## Work item
Filter the entries below, keeping only lines with the word "that".

Stored data
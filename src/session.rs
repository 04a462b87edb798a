// Game session orchestration.
//
// The central event loop that coordinates board loads and user commands from
// the TUI. Owns the current board; loads replace it wholesale. Each load is
// tagged with a monotonically increasing generation so that a restart issued
// while a load is still in flight simply supersedes it: the late result is
// discarded when it arrives.

use std::sync::Arc;

use tokio::sync::mpsc;
use tracing::{debug, info, warn};

use crate::api::ApiClient;
use crate::board::Board;
use crate::config::Config;
use crate::protocol::{LoadEvent, UiUpdate, UserCommand};

// ---------------------------------------------------------------------------
// SessionState
// ---------------------------------------------------------------------------

/// The complete session state, owned by the session task.
pub struct SessionState {
    pub config: Config,
    /// API client shared with spawned load tasks.
    pub api: Arc<ApiClient>,
    /// The current board, present only between a successful load and the
    /// next restart.
    pub board: Option<Board>,
    /// Generation of the most recently started load. Results carrying an
    /// older generation are discarded in `handle_load_event`.
    pub load_generation: u64,
    /// Sender for load completion events; spawned load tasks use a clone of
    /// this sender to report back to the session loop.
    pub load_tx: mpsc::Sender<LoadEvent>,
}

impl SessionState {
    pub fn new(config: Config, api: Arc<ApiClient>, load_tx: mpsc::Sender<LoadEvent>) -> Self {
        SessionState {
            config,
            api,
            board: None,
            load_generation: 0,
            load_tx,
        }
    }
}

// ---------------------------------------------------------------------------
// Event loop
// ---------------------------------------------------------------------------

/// Run the session event loop.
///
/// Starts the initial board load immediately, then processes user commands
/// and load completions until the TUI drops its command sender or sends
/// `Quit`.
pub async fn run(
    mut state: SessionState,
    mut cmd_rx: mpsc::Receiver<UserCommand>,
    mut load_rx: mpsc::Receiver<LoadEvent>,
    ui_tx: mpsc::Sender<UiUpdate>,
) -> anyhow::Result<()> {
    start_load(&mut state, &ui_tx).await;

    loop {
        tokio::select! {
            cmd = cmd_rx.recv() => {
                match cmd {
                    Some(cmd) => {
                        if handle_command(&mut state, cmd, &ui_tx).await {
                            break;
                        }
                    }
                    None => {
                        // TUI hung up: shut down.
                        break;
                    }
                }
            }

            event = load_rx.recv() => {
                match event {
                    Some(event) => handle_load_event(&mut state, event, &ui_tx).await,
                    None => break,
                }
            }
        }
    }

    info!("session loop finished");
    Ok(())
}

/// Start a new board load: bump the generation, show the loading view, and
/// spawn the sequential fetch as its own task.
///
/// An in-flight load is not cancelled; its result will carry a stale
/// generation and be dropped on arrival.
pub async fn start_load(state: &mut SessionState, ui_tx: &mpsc::Sender<UiUpdate>) {
    state.load_generation += 1;
    let generation = state.load_generation;
    state.board = None;

    let _ = ui_tx.send(UiUpdate::Loading).await;
    info!(generation, "starting board load");

    let api = state.api.clone();
    let load_tx = state.load_tx.clone();
    let columns = state.config.board.categories;
    let clues_per_category = state.config.board.clues_per_category;

    tokio::spawn(async move {
        let result = api.load_board(columns, clues_per_category).await;
        let _ = load_tx
            .send(LoadEvent::Finished { generation, result })
            .await;
    });
}

/// Handle a user command. Returns `true` when the session should shut down.
pub async fn handle_command(
    state: &mut SessionState,
    cmd: UserCommand,
    ui_tx: &mpsc::Sender<UiUpdate>,
) -> bool {
    match cmd {
        UserCommand::Activate { col, row } => {
            if let Some(board) = &mut state.board {
                if let Some(cell) = board.activate(col, row) {
                    debug!(col, row, reveal = ?cell.reveal, "cell revealed");
                    let _ = ui_tx.send(UiUpdate::CellRevealed { col, row, cell }).await;
                }
            }
            false
        }
        UserCommand::Restart => {
            info!("restart requested");
            start_load(state, ui_tx).await;
            false
        }
        UserCommand::Quit => {
            info!("quit requested");
            true
        }
    }
}

/// Handle a load completion. Stale generations (superseded by a restart) are
/// discarded; current ones replace the board or surface the failure.
pub async fn handle_load_event(
    state: &mut SessionState,
    event: LoadEvent,
    ui_tx: &mpsc::Sender<UiUpdate>,
) {
    let LoadEvent::Finished { generation, result } = event;

    if generation != state.load_generation {
        debug!(
            generation,
            current = state.load_generation,
            "discarding result from superseded load"
        );
        return;
    }

    match result {
        Ok(categories) => {
            info!(categories = categories.len(), "board loaded");
            let board = Board::new(categories, state.config.board.clues_per_category);
            let snapshot = board.snapshot();
            state.board = Some(board);
            let _ = ui_tx.send(UiUpdate::BoardReady(Box::new(snapshot))).await;
        }
        Err(e) => {
            warn!(error = %e, "board load failed");
            state.board = None;
            let _ = ui_tx.send(UiUpdate::LoadFailed(e.to_string())).await;
        }
    }
}

// ---------------------------------------------------------------------------
// Tests
// ---------------------------------------------------------------------------
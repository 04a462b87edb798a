// Keyboard input handling and command dispatch.
//
// Translates crossterm key events into UserCommand messages sent to the
// session controller, or into local ViewState mutations (cursor movement).

use crossterm::event::{KeyCode, KeyEvent, KeyEventKind, KeyModifiers};

use super::{Phase, ViewState};
use crate::protocol::UserCommand;

/// Handle a keyboard event.
///
/// Returns `Some(UserCommand)` when the key press should be forwarded to the
/// session controller (activate, restart, quit). Returns `None` when the key
/// press was handled locally by mutating `ViewState` (cursor movement) or is
/// ignored.
pub fn handle_key(key_event: KeyEvent, view_state: &mut ViewState) -> Option<UserCommand> {
    // Only process key press events. On Windows, crossterm emits both
    // Press and Release events for each physical keypress; ignoring
    // non-Press events prevents double-processing.
    if key_event.kind != KeyEventKind::Press {
        return None;
    }

    // Ctrl+C always quits immediately (escape hatch)
    if key_event.modifiers.contains(KeyModifiers::CONTROL) && key_event.code == KeyCode::Char('c')
    {
        return Some(UserCommand::Quit);
    }

    match key_event.code {
        KeyCode::Char('q') | KeyCode::Esc => Some(UserCommand::Quit),
        KeyCode::Char('r') => Some(UserCommand::Restart),

        // Cursor movement, clamped to the board dimensions.
        KeyCode::Left | KeyCode::Char('h') => {
            move_cursor(view_state, -1, 0);
            None
        }
        KeyCode::Right | KeyCode::Char('l') => {
            move_cursor(view_state, 1, 0);
            None
        }
        KeyCode::Up | KeyCode::Char('k') => {
            move_cursor(view_state, 0, -1);
            None
        }
        KeyCode::Down | KeyCode::Char('j') => {
            move_cursor(view_state, 0, 1);
            None
        }

        // Activate the cursor cell.
        KeyCode::Enter | KeyCode::Char(' ') => {
            if view_state.phase == Phase::Ready {
                let (col, row) = view_state.cursor;
                Some(UserCommand::Activate { col, row })
            } else {
                None
            }
        }

        _ => None,
    }
}

fn move_cursor(view_state: &mut ViewState, dx: isize, dy: isize) {
    let Some(board) = &view_state.board else {
        return;
    };
    if board.columns() == 0 || board.rows() == 0 {
        return;
    }

    let (col, row) = view_state.cursor;
    let col = col
        .saturating_add_signed(dx)
        .min(board.columns() - 1);
    let row = row
        .saturating_add_signed(dy)
        .min(board.rows() - 1);
    view_state.cursor = (col, row);
}

// ---------------------------------------------------------------------------
// Tests
// ---------------------------------------------------------------------------

#[cfg(test)]
mod tests {
    use super::*;
    use crate::board::RevealState;
    use crate::protocol::{BoardSnapshot, CellView};

    fn press(code: KeyCode) -> KeyEvent {
        KeyEvent::new(code, KeyModifiers::NONE)
    }

    fn ready_state(columns: usize, rows: usize) -> ViewState {
        let mut state = ViewState::default();
        state.phase = Phase::Ready;
        state.board = Some(BoardSnapshot {
            titles: (0..columns).map(|i| format!("CAT {i}")).collect(),
            cells: (0..rows)
                .map(|_| {
                    (0..columns)
                        .map(|_| CellView {
                            text: "?".into(),
                            reveal: RevealState::Hidden,
                        })
                        .collect()
                })
                .collect(),
        });
        state
    }

    #[test]
    fn q_and_esc_quit() {
        let mut state = ready_state(2, 5);
        assert_eq!(
            handle_key(press(KeyCode::Char('q')), &mut state),
            Some(UserCommand::Quit)
        );
        assert_eq!(
            handle_key(press(KeyCode::Esc), &mut state),
            Some(UserCommand::Quit)
        );
    }

    #[test]
    fn ctrl_c_quits() {
        let mut state = ready_state(2, 5);
        let event = KeyEvent::new(KeyCode::Char('c'), KeyModifiers::CONTROL);
        assert_eq!(handle_key(event, &mut state), Some(UserCommand::Quit));
    }

    #[test]
    fn r_restarts() {
        let mut state = ready_state(2, 5);
        assert_eq!(
            handle_key(press(KeyCode::Char('r')), &mut state),
            Some(UserCommand::Restart)
        );
    }

    #[test]
    fn arrows_move_cursor_clamped() {
        let mut state = ready_state(2, 5);
        assert_eq!(state.cursor, (0, 0));

        // Moving past the left/top edge stays put.
        assert_eq!(handle_key(press(KeyCode::Left), &mut state), None);
        assert_eq!(handle_key(press(KeyCode::Up), &mut state), None);
        assert_eq!(state.cursor, (0, 0));

        handle_key(press(KeyCode::Right), &mut state);
        handle_key(press(KeyCode::Down), &mut state);
        assert_eq!(state.cursor, (1, 1));

        // Clamped at the right edge.
        handle_key(press(KeyCode::Right), &mut state);
        assert_eq!(state.cursor, (1, 1));

        // vim keys work too.
        handle_key(press(KeyCode::Char('j')), &mut state);
        assert_eq!(state.cursor, (1, 2));
        handle_key(press(KeyCode::Char('h')), &mut state);
        assert_eq!(state.cursor, (0, 2));
    }

    #[test]
    fn cursor_does_not_move_without_board() {
        let mut state = ViewState::default();
        handle_key(press(KeyCode::Right), &mut state);
        assert_eq!(state.cursor, (0, 0));
    }

    #[test]
    fn enter_activates_cursor_cell_when_ready() {
        let mut state = ready_state(3, 5);
        state.cursor = (2, 4);
        assert_eq!(
            handle_key(press(KeyCode::Enter), &mut state),
            Some(UserCommand::Activate { col: 2, row: 4 })
        );
        assert_eq!(
            handle_key(press(KeyCode::Char(' ')), &mut state),
            Some(UserCommand::Activate { col: 2, row: 4 })
        );
    }

    #[test]
    fn enter_is_ignored_while_loading_or_failed() {
        let mut state = ViewState::default();
        assert_eq!(state.phase, Phase::Loading);
        assert_eq!(handle_key(press(KeyCode::Enter), &mut state), None);

        state.phase = Phase::Failed("boom".into());
        assert_eq!(handle_key(press(KeyCode::Enter), &mut state), None);
    }

    #[test]
    fn release_events_are_ignored() {
        let mut state = ready_state(2, 5);
        let mut event = press(KeyCode::Char('q'));
        event.kind = KeyEventKind::Release;
        assert_eq!(handle_key(event, &mut state), None);
    }

    #[test]
    fn unbound_keys_are_ignored() {
        let mut state = ready_state(2, 5);
        assert_eq!(handle_key(press(KeyCode::Char('x')), &mut state), None);
        assert_eq!(handle_key(press(KeyCode::Tab), &mut state), None);
    }
}
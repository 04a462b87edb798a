// TUI: layout, input handling, and widget rendering.
//
// The TUI owns a `ViewState` that mirrors the session state. The session
// controller pushes `UiUpdate` messages over an mpsc channel; the TUI applies
// them to `ViewState` and re-renders at ~30 fps. User input is translated
// into `UserCommand` messages sent back to the session controller.

pub mod input;
pub mod layout;
pub mod widgets;

use std::time::Duration;

use crossterm::event::{
    DisableMouseCapture, EnableMouseCapture, Event, EventStream, MouseButton, MouseEvent,
    MouseEventKind,
};
use futures_util::StreamExt;
use ratatui::layout::Rect;
use ratatui::Frame;
use tokio::sync::mpsc;

use crate::protocol::{BoardSnapshot, UiUpdate, UserCommand};

use layout::{board_hit_test, build_layout};

// ---------------------------------------------------------------------------
// ViewState
// ---------------------------------------------------------------------------

/// Which view the board zone is showing.
#[derive(Debug, Clone, PartialEq, Eq)]
pub enum Phase {
    /// A load is in flight; the loading view is shown.
    Loading,
    /// A board is rendered and interactive.
    Ready,
    /// The last load failed; the error view is shown.
    Failed(String),
}

/// TUI-local state that mirrors the session state for rendering.
///
/// Updated incrementally via `UiUpdate` messages from the session controller.
/// The `render_frame` function reads this struct to draw the screen.
pub struct ViewState {
    pub phase: Phase,
    /// The rendered board, present only in `Phase::Ready`.
    pub board: Option<BoardSnapshot>,
    /// Cursor cell as (column, row).
    pub cursor: (usize, usize),
}

impl Default for ViewState {
    fn default() -> Self {
        ViewState {
            phase: Phase::Loading,
            board: None,
            cursor: (0, 0),
        }
    }
}

// ---------------------------------------------------------------------------
// UiUpdate processing
// ---------------------------------------------------------------------------

/// Apply a single UiUpdate to the ViewState.
fn apply_ui_update(state: &mut ViewState, update: UiUpdate) {
    match update {
        UiUpdate::Loading => {
            state.phase = Phase::Loading;
            state.board = None;
            state.cursor = (0, 0);
        }
        UiUpdate::BoardReady(snapshot) => {
            state.phase = Phase::Ready;
            state.board = Some(*snapshot);
            state.cursor = (0, 0);
        }
        UiUpdate::LoadFailed(message) => {
            state.phase = Phase::Failed(message);
            state.board = None;
            state.cursor = (0, 0);
        }
        UiUpdate::CellRevealed { col, row, cell } => {
            if let Some(board) = &mut state.board {
                if let Some(slot) = board.cells.get_mut(row).and_then(|r| r.get_mut(col)) {
                    *slot = cell;
                }
            }
        }
    }
}

// ---------------------------------------------------------------------------
// Render frame
// ---------------------------------------------------------------------------

/// Render the complete frame.
fn render_frame(frame: &mut Frame, state: &ViewState) {
    let layout = build_layout(frame.area());

    widgets::status_bar::render(frame, layout.status_bar, state);
    match state.phase {
        Phase::Ready => widgets::board::render(frame, layout.board, state),
        _ => widgets::message::render(frame, layout.board, state),
    }
    widgets::clue_panel::render(frame, layout.clue_panel, state);
    widgets::help_bar::render(frame, layout.help_bar);
}

// ---------------------------------------------------------------------------
// Mouse handling
// ---------------------------------------------------------------------------

/// Translate a mouse event into a command, using the board geometry of the
/// most recently rendered frame.
fn handle_mouse(
    mouse: MouseEvent,
    view_state: &mut ViewState,
    frame_area: Rect,
) -> Option<UserCommand> {
    if mouse.kind != MouseEventKind::Down(MouseButton::Left) {
        return None;
    }
    if view_state.phase != Phase::Ready {
        return None;
    }
    let board = view_state.board.as_ref()?;

    let layout = build_layout(frame_area);
    let (col, row) = board_hit_test(
        layout.board,
        board.columns(),
        board.rows(),
        mouse.column,
        mouse.row,
    )?;

    view_state.cursor = (col, row);
    Some(UserCommand::Activate { col, row })
}

// ---------------------------------------------------------------------------
// Main TUI loop
// ---------------------------------------------------------------------------

/// Run the TUI event loop.
///
/// This is the main entry point for the terminal UI. It:
/// 1. Initializes the terminal (raw mode, alternate screen, mouse capture).
/// 2. Installs a panic hook to restore the terminal on crash.
/// 3. Runs an async select loop: UI updates, input events, render ticks.
/// 4. Restores the terminal on clean exit.
pub async fn run(
    mut ui_rx: mpsc::Receiver<UiUpdate>,
    cmd_tx: mpsc::Sender<UserCommand>,
) -> anyhow::Result<()> {
    // 1. Initialize terminal
    let mut terminal = ratatui::init();
    crossterm::execute!(std::io::stdout(), EnableMouseCapture)?;

    // 2. Set panic hook to restore the terminal on crash.
    //    We capture the original hook and chain ours before it.
    let original_hook = std::panic::take_hook();
    std::panic::set_hook(Box::new(move |panic_info| {
        // Best-effort terminal restoration
        let _ = crossterm::execute!(std::io::stdout(), DisableMouseCapture);
        ratatui::restore();
        original_hook(panic_info);
    }));

    // 3. Create ViewState
    let mut view_state = ViewState::default();

    // 4. Create crossterm EventStream for async input
    let mut event_stream = EventStream::new();

    // 5. Create render interval (~30fps)
    let mut render_tick = tokio::time::interval(Duration::from_millis(33));
    render_tick.set_missed_tick_behavior(tokio::time::MissedTickBehavior::Skip);

    // Geometry of the last rendered frame, for mouse hit-testing.
    let mut frame_area = Rect::default();

    // 6. Main loop
    loop {
        tokio::select! {
            // UI updates from the session controller
            update = ui_rx.recv() => {
                match update {
                    Some(ui_update) => {
                        apply_ui_update(&mut view_state, ui_update);
                    }
                    None => {
                        // Channel closed: session is shutting down
                        break;
                    }
                }
            }

            // Keyboard and mouse input
            maybe_event = event_stream.next() => {
                match maybe_event {
                    Some(Ok(Event::Key(key_event))) => {
                        if let Some(cmd) = input::handle_key(key_event, &mut view_state) {
                            let _ = cmd_tx.send(cmd).await;
                            if cmd == UserCommand::Quit {
                                break;
                            }
                        }
                    }
                    Some(Ok(Event::Mouse(mouse_event))) => {
                        if let Some(cmd) =
                            handle_mouse(mouse_event, &mut view_state, frame_area)
                        {
                            let _ = cmd_tx.send(cmd).await;
                        }
                    }
                    Some(Ok(_)) => {
                        // Resize, focus, paste events -- the next tick redraws
                    }
                    Some(Err(_)) => {
                        // Input error -- break out
                        break;
                    }
                    None => {
                        // Stream ended
                        break;
                    }
                }
            }

            // Render tick
            _ = render_tick.tick() => {
                terminal.draw(|frame| {
                    frame_area = frame.area();
                    render_frame(frame, &view_state);
                })?;
            }
        }
    }

    // 7. Restore terminal
    let _ = crossterm::execute!(std::io::stdout(), DisableMouseCapture);
    ratatui::restore();

    Ok(())
}

// ---------------------------------------------------------------------------
// Tests
// ---------------------------------------------------------------------------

## Result
// The central event loop that coordinates board loads and user commands from
// tagged with a monotonically increasing generation so that a restart issued
// The TUI owns a `ViewState` that mirrors the session state. The session
/// TUI-local state that mirrors the session state for rendering.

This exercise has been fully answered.